TASK DIRECTIONS
The answer must be a single number: how many lines in the entries hold the string "info".
SUPPLIED RECORDS START
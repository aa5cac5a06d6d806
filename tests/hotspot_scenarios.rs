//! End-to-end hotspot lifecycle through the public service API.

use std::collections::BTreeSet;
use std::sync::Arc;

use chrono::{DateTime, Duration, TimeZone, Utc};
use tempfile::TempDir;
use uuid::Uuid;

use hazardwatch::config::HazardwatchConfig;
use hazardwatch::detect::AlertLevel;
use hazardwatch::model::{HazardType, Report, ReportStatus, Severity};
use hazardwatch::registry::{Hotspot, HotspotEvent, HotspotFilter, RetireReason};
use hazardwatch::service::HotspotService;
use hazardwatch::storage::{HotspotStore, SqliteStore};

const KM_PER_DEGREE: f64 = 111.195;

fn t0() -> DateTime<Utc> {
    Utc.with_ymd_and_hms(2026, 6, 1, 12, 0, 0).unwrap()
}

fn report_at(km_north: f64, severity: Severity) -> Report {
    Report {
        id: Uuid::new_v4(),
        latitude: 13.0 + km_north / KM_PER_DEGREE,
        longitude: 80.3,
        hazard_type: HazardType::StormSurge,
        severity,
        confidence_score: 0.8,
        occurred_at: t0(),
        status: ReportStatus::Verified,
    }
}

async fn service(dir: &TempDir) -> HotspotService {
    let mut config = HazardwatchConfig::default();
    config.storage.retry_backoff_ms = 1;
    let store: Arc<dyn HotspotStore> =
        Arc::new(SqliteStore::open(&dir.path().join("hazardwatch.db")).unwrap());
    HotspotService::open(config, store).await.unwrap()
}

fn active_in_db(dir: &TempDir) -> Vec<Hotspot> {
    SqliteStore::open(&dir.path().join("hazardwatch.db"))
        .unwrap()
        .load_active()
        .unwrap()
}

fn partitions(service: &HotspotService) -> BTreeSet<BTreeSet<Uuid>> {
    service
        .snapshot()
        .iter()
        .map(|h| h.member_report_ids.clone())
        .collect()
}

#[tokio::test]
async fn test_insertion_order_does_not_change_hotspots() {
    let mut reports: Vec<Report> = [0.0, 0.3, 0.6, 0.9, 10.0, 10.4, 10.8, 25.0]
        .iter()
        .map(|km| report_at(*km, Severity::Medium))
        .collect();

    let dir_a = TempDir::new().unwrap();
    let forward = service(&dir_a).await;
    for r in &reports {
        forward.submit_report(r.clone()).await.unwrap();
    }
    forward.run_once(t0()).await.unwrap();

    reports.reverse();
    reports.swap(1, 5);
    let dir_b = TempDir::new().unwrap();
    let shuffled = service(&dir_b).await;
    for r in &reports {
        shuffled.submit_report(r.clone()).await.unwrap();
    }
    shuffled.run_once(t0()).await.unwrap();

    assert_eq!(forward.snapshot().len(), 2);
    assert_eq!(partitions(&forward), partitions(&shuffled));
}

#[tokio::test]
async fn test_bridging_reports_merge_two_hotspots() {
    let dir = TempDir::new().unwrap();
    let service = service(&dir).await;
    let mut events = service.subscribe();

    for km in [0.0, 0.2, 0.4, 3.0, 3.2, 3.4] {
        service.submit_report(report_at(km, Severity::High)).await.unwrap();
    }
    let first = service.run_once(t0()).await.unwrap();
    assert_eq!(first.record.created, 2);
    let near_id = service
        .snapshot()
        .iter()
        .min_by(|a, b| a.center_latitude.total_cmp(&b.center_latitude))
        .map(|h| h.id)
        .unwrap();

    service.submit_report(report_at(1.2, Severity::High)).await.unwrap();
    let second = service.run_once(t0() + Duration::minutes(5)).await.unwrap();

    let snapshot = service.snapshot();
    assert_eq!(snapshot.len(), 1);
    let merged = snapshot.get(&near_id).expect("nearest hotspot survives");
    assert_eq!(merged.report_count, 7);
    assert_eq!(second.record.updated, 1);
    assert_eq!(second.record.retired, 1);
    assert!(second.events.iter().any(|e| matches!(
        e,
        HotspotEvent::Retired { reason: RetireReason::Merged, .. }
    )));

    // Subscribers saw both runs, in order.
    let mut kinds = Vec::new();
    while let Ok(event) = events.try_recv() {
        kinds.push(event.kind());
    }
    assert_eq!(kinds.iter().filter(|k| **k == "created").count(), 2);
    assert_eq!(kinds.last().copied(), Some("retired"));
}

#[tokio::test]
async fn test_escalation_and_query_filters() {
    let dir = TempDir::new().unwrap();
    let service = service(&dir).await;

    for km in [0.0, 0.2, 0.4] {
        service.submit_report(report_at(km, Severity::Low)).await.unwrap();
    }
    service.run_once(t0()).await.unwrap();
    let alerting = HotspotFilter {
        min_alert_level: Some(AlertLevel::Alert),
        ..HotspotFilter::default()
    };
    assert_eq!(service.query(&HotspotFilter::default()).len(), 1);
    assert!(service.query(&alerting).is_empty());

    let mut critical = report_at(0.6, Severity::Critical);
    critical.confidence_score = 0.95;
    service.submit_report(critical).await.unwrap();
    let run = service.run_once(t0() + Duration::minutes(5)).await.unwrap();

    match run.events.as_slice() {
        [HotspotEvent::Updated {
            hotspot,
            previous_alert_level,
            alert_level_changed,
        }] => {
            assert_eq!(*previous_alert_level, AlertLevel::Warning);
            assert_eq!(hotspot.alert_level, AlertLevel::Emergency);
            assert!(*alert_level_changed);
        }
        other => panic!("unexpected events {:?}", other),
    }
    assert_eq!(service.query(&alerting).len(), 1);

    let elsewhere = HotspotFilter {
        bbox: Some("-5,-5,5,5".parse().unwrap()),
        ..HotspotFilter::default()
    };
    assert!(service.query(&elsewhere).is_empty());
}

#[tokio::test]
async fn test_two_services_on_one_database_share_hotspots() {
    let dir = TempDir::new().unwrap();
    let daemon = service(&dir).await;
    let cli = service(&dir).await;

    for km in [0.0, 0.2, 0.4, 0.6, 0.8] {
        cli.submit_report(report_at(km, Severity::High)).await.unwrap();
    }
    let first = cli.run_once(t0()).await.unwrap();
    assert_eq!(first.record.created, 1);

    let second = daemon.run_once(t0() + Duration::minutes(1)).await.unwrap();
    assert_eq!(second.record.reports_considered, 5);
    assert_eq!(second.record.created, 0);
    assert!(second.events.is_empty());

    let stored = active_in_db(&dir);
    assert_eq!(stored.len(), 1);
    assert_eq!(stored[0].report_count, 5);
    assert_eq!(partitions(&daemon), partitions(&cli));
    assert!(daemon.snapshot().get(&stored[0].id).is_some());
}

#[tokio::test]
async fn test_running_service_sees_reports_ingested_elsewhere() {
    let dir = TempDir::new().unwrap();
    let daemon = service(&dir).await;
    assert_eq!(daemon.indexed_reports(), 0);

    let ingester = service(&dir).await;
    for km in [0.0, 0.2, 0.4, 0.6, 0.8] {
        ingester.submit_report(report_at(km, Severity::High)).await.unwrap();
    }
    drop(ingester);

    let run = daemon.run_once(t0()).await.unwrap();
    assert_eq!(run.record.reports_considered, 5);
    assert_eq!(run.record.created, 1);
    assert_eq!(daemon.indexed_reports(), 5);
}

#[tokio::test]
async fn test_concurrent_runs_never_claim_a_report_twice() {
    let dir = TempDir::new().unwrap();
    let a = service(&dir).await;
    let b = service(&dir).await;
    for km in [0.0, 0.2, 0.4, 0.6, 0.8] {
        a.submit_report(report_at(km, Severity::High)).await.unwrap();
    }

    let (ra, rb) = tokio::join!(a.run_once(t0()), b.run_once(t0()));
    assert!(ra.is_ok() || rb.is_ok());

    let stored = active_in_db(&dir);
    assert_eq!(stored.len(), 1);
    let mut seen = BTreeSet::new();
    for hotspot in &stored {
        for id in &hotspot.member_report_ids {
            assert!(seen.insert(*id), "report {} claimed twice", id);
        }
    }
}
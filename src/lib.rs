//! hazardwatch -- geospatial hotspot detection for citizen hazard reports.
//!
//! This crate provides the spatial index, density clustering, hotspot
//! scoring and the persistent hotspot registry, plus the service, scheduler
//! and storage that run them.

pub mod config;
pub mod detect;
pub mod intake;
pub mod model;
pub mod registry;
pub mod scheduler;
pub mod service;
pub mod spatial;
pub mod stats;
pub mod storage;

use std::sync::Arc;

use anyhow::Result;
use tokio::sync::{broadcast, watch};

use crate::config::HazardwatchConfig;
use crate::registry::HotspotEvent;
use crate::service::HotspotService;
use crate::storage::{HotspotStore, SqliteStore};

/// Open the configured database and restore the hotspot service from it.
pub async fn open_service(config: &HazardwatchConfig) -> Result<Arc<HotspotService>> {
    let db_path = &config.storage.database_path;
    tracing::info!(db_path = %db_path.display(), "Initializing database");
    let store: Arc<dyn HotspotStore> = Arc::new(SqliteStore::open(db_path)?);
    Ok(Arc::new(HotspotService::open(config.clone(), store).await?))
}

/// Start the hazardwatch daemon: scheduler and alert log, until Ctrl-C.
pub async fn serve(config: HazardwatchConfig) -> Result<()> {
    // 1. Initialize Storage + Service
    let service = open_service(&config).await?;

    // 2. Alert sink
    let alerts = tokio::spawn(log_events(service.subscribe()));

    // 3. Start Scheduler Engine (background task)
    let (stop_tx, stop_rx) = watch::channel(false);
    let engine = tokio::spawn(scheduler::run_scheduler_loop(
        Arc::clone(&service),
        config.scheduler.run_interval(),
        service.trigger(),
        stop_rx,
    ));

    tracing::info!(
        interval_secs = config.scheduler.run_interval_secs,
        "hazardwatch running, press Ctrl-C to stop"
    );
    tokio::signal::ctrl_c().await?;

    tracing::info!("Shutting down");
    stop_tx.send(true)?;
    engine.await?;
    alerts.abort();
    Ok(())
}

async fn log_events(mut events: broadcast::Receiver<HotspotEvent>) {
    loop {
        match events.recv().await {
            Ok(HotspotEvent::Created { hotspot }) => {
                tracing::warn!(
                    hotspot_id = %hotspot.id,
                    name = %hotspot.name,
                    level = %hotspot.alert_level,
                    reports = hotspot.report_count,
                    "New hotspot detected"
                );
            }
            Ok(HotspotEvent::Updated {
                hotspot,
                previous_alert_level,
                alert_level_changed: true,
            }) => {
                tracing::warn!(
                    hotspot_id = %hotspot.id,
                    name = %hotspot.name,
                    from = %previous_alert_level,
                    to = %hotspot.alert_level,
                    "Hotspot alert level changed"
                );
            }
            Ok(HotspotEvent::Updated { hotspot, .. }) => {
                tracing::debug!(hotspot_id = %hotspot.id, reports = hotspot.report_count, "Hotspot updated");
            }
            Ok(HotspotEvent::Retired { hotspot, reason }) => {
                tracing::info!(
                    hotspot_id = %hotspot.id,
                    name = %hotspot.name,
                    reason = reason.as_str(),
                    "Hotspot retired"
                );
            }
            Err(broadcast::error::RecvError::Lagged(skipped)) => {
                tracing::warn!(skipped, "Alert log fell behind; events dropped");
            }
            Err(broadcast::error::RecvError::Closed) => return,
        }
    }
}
SUPPLIED RECORDS END
SOLVED EXERCISE
4